とくに「新規事業として、腰を据えて育てられる売上の柱がほしい」という企業にとって、ストック型商材は非常に相性の良い選択肢といえるのではないでしょうか。
ストック型商材のデメリット・注意点
魅力の多いストック型商材ですが、取り組むうえで知っておくべき注意点もあります。事前に理解しておくことで、スタート後のギャップを防げます。
- 立ち上がりに時間がかかる:1件あたりの単価が小さいため、まとまった売上になるまでには契約の積み上げが必要です。短期で大きく稼ぎたい場合には向きません。
- 解約(チャーン)への対策が必要:継続してもらえてこその収益モデルなので、契約後のフォローやサポートが欠かせません。解約が増えれば、積み上げてきた売上も目減りしてしまいます。
- 顧客に価値を実感し続けてもらう工夫が求められる:「使い続ける理由」を提供できるかどうかが、継続率を左右します。
つまり、ストック型商材は「売って終わり」ではなく、契約後の関係づくりまで含めて成果が決まるビジネスモデルです。この点を踏まえて取り組むことが、成功の分かれ道になります。
代理店ビジネスに向いているストック型商材の具体例
では、代理店として扱えるストック型商材には、具体的にどのようなものがあるのでしょうか。代表的なジャンルを見ていきましょう。
- クラウド・SaaS系サービス:顧客管理、勤怠管理、会計、セキュリティなど、月額課金で提供される業務システム。企業のDX需要を背景に伸びている分野です。
- 通信・インフラ系サービス:インターネット回線、電話サービス、電力・ガスの切り替えなど、毎月の利用料が発生するサービス。
- 保守・メンテナンス契約:設備や機器の定期点検、サポート契約など。導入後に継続的な収益が生まれます。
- サブスクリプション型サービス:各種の月額課金サービス。BtoB・BtoCを問わず選択肢が広がっています。

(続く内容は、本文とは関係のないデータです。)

use anyhow::{bail, Result};
use serde::{Deserialize, Serialize};
use std::fs;
use std::path::PathBuf;

/// Which sheet to watch and where the row's cells live (1-based columns).
#[derive(Debug, Clone, PartialEq, Eq, Serialize, Deserialize)]
pub struct SheetConfig {
    /// Edits on any other sheet are ignored.
    pub sheet_name: String,
    /// Column holding the file link (plain URL or rich text).
    pub link_column: usize,
    /// Column holding the new base name, without extension.
    pub new_name_column: usize,
    /// Column whose edit to `Yes` triggers the rename.
    pub trigger_column: usize,
    /// Column receiving success/error feedback.
    pub status_column: usize,
}

impl Default for SheetConfig {
    fn default() -> Self {
        Self {
            sheet_name: "Sheet1".to_string(),
            link_column: 1,
            new_name_column: 2,
            trigger_column: 3,
            status_column: 4,
        }
    }
}

impl SheetConfig {
    /// Rejects an empty sheet name, zero columns, and columns used twice.
    pub fn validate(&self) -> Result<()> {
        if self.sheet_name.trim().is_empty() {
            bail!("sheet_name must not be empty");
        }
        let columns = [
            ("link_column", self.link_column),
            ("new_name_column", self.new_name_column),
            ("trigger_column", self.trigger_column),
            ("status_column", self.status_column),
        ];
        for (i, (name, col)) in columns.iter().enumerate() {
            if *col == 0 {
                bail!("{} must be 1 or greater (columns are 1-based)", name);
            }
            if let Some((other, _)) = columns[..i].iter().find(|(_, c)| c == col) {
                bail!("{} and {} both use column {}", other, name, col);
            }
        }
        Ok(())
    }
}

/// Global configuration loaded from `~/.config/rowrename/config.toml`.
#[derive(Debug, Clone, Default, Serialize, Deserialize)]
pub struct RowRenameConfig {
    #[serde(default)]
    pub sheet: SheetConfig,
    /// Directory of the local file store; `--files` overrides it, and the
    /// current directory is used when neither is set.
    #[serde(default)]
    pub files_dir: Option<PathBuf>,
}

pub fn config_path() -> Result<PathBuf> {
    let xdg_dirs = xdg::BaseDirectories::with_prefix("rowrename")?;
    Ok(xdg_dirs.place_config_file("config.toml")?)
}

/// Load configuration from disk, creating a default file if none exists.
pub fn load_or_init() -> Result<RowRenameConfig> {
    let path = config_path()?;
    if !path.exists() {
        let default_cfg = RowRenameConfig::default();
        let toml = toml::to_string_pretty(&default_cfg)?;
        if let Some(parent) = path.parent() {
            fs::create_dir_all(parent)?;
        }
        fs::write(&path, toml)?;
        tracing::info!("created default config at {}", path.display());
        return Ok(default_cfg);
    }

    let data = fs::read_to_string(&path)?;
    let cfg: RowRenameConfig = toml::from_str(&data)?;
    Ok(cfg)
}
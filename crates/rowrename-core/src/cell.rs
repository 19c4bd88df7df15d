//! Cell values as delivered by a tabular host.
//!
//! A host cell may hold plain text, a number, a boolean, nothing, or rich text
//! made of runs that each carry their own optional hyperlink. Rows and columns
//! are addressed 1-based, the way a spreadsheet user counts them.

/// Literal value that arms a row for processing.
pub const TRIGGER_ARMED: &str = "Yes";
/// Literal value written once a row has been processed.
pub const TRIGGER_DONE: &str = "DONE";

/// One styled span of rich text.
#[derive(Debug, Clone, PartialEq, Default)]
pub struct TextRun {
    pub text: String,
    pub link: Option<String>,
}

impl TextRun {
    pub fn plain(text: impl Into<String>) -> Self {
        Self {
            text: text.into(),
            link: None,
        }
    }

    pub fn linked(text: impl Into<String>, link: impl Into<String>) -> Self {
        Self {
            text: text.into(),
            link: Some(link.into()),
        }
    }

    /// Link target, ignoring links that are present but empty.
    pub fn link_target(&self) -> Option<&str> {
        self.link.as_deref().filter(|l| !l.is_empty())
    }
}

/// Rich text: ordered runs (visual left-to-right) plus an optional link for the
/// cell as a whole.
#[derive(Debug, Clone, PartialEq, Default)]
pub struct RichText {
    pub runs: Vec<TextRun>,
    pub link: Option<String>,
}

impl RichText {
    pub fn new(runs: Vec<TextRun>) -> Self {
        Self { runs, link: None }
    }

    pub fn with_link(mut self, link: impl Into<String>) -> Self {
        self.link = Some(link.into());
        self
    }

    /// Display text: all runs concatenated.
    pub fn text(&self) -> String {
        self.runs.iter().map(|r| r.text.as_str()).collect()
    }
}

#[derive(Debug, Clone, PartialEq, Default)]
pub enum CellValue {
    #[default]
    Empty,
    Text(String),
    Number(f64),
    Boolean(bool),
    RichText(RichText),
}

impl CellValue {
    pub fn text(s: impl Into<String>) -> Self {
        CellValue::Text(s.into())
    }

    /// Scalar rendered as the user would see it in the cell.
    pub fn plain_text(&self) -> String {
        match self {
            CellValue::Empty => String::new(),
            CellValue::Text(s) => s.clone(),
            CellValue::Number(n) => format_number(*n),
            CellValue::Boolean(true) => "TRUE".to_string(),
            CellValue::Boolean(false) => "FALSE".to_string(),
            CellValue::RichText(rt) => rt.text(),
        }
    }
}

fn format_number(n: f64) -> String {
    if n.is_finite() && n.fract() == 0.0 && n.abs() < 1e15 {
        format!("{:.0}", n)
    } else {
        format!("{}", n)
    }
}

/// State of a row's trigger cell.
#[derive(Debug, Clone, PartialEq, Eq)]
pub enum TriggerState {
    Empty,
    /// Holds exactly [`TRIGGER_ARMED`].
    Armed,
    /// Holds exactly [`TRIGGER_DONE`]; terminal until the user re-arms.
    Done,
    /// Anything else; ignored.
    Other(String),
}

impl TriggerState {
    /// Exact, case-sensitive classification of a raw cell string.
    pub fn parse(raw: &str) -> Self {
        match raw {
            "" => TriggerState::Empty,
            TRIGGER_ARMED => TriggerState::Armed,
            TRIGGER_DONE => TriggerState::Done,
            other => TriggerState::Other(other.to_string()),
        }
    }

    pub fn from_cell(cell: &CellValue) -> Self {
        match cell {
            CellValue::Text(s) => Self::parse(s),
            CellValue::Empty => TriggerState::Empty,
            other => TriggerState::Other(other.plain_text()),
        }
    }

    pub fn as_str(&self) -> &str {
        match self {
            TriggerState::Empty => "",
            TriggerState::Armed => TRIGGER_ARMED,
            TriggerState::Done => TRIGGER_DONE,
            TriggerState::Other(s) => s,
        }
    }
}

#[cfg(test)]
mod tests {
    use super::*;

    #[test]
    fn plain_text_renders_scalars() {
        assert_eq!(CellValue::Empty.plain_text(), "");
        assert_eq!(CellValue::text("abc").plain_text(), "abc");
        assert_eq!(CellValue::Number(2024.0).plain_text(), "2024");
        assert_eq!(CellValue::Number(1.5).plain_text(), "1.5");
        assert_eq!(CellValue::Boolean(true).plain_text(), "TRUE");
        let rt = RichText::new(vec![TextRun::plain("see "), TextRun::linked("here", "https://x")]);
        assert_eq!(CellValue::RichText(rt).plain_text(), "see here");
    }

    #[test]
    fn trigger_state_is_case_sensitive() {
        assert_eq!(TriggerState::parse("Yes"), TriggerState::Armed);
        assert_eq!(TriggerState::parse("DONE"), TriggerState::Done);
        assert_eq!(TriggerState::parse(""), TriggerState::Empty);
        assert_eq!(TriggerState::parse("yes"), TriggerState::Other("yes".into()));
        assert_eq!(TriggerState::parse("YES"), TriggerState::Other("YES".into()));
        assert_eq!(TriggerState::parse("Y"), TriggerState::Other("Y".into()));
    }

    #[test]
    fn trigger_state_from_non_text_cell() {
        assert_eq!(
            TriggerState::from_cell(&CellValue::Boolean(true)),
            TriggerState::Other("TRUE".into())
        );
        assert_eq!(TriggerState::from_cell(&CellValue::Empty), TriggerState::Empty);
    }

    #[test]
    fn empty_link_on_run_is_no_link() {
        assert_eq!(TextRun::linked("x", "").link_target(), None);
        assert_eq!(TextRun::linked("x", "https://a").link_target(), Some("https://a"));
    }
}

これらはいずれも、「顧客が使い続ける限り、代理店にも継続的な報酬が入る」仕組みになっているものが多く、安定収益を目指すうえで有力な候補となります。
ストック型商材で安定した売上をつくる商材選びのポイント
ストック型商材で成果を出すには、扱う商材そのものの見極めが重要です。次のポイントを意識して選ぶとよいでしょう。
- 継続報酬(ストック報酬)の仕組みがあるか:初回だけの一時報酬ではなく、契約が続く限り報酬が入る条件になっているかを必ず確認しましょう。
- 解約されにくい商材か:顧客の業務に深く根づくサービスや、切り替えの手間が大きいサービスは継続率が高くなりやすい傾向があります。
- 本部のサポート体制が整っているか:導入後の顧客フォローを本部が支援してくれる体制があると、代理店側の負担が減り、継続率も安定します。
- 市場の需要が伸びているか:これから広がる分野の商材を選べば、契約の積み上げもしやすくなります。
とくに「継続報酬の有無」と「解約されにくさ」は、ストック型商材の収益性を大きく左右する要素です。契約前にしっかり確認しておくことをおすすめします。
まとめ
ストック型商材は、一度の契約が継続的な売上を生み出し、契約が積み上がるほど事業の土台が強くなっていく——そんな安定志向のビジネスモデルです。売り切り型のフロー型商材と組み合わせることで、瞬発力と安定性を両立させることもできます。
立ち上がりに時間がかかることや、契約後のフォローが欠かせないといった注意点はあるものの、「腰を据えて育てられる売上の柱がほしい」という企業にとって、ストック型商材は非常に魅力的な選択肢です。
新たな取扱商材や新規事業を検討している方は、ぜひ「継続報酬があるか」「解約されにくいか」という視点を持って、自社に合ったストック型商材を探してみてはいかがでしょうか。安定した収益基盤づくりの、確かな一歩になるはずです。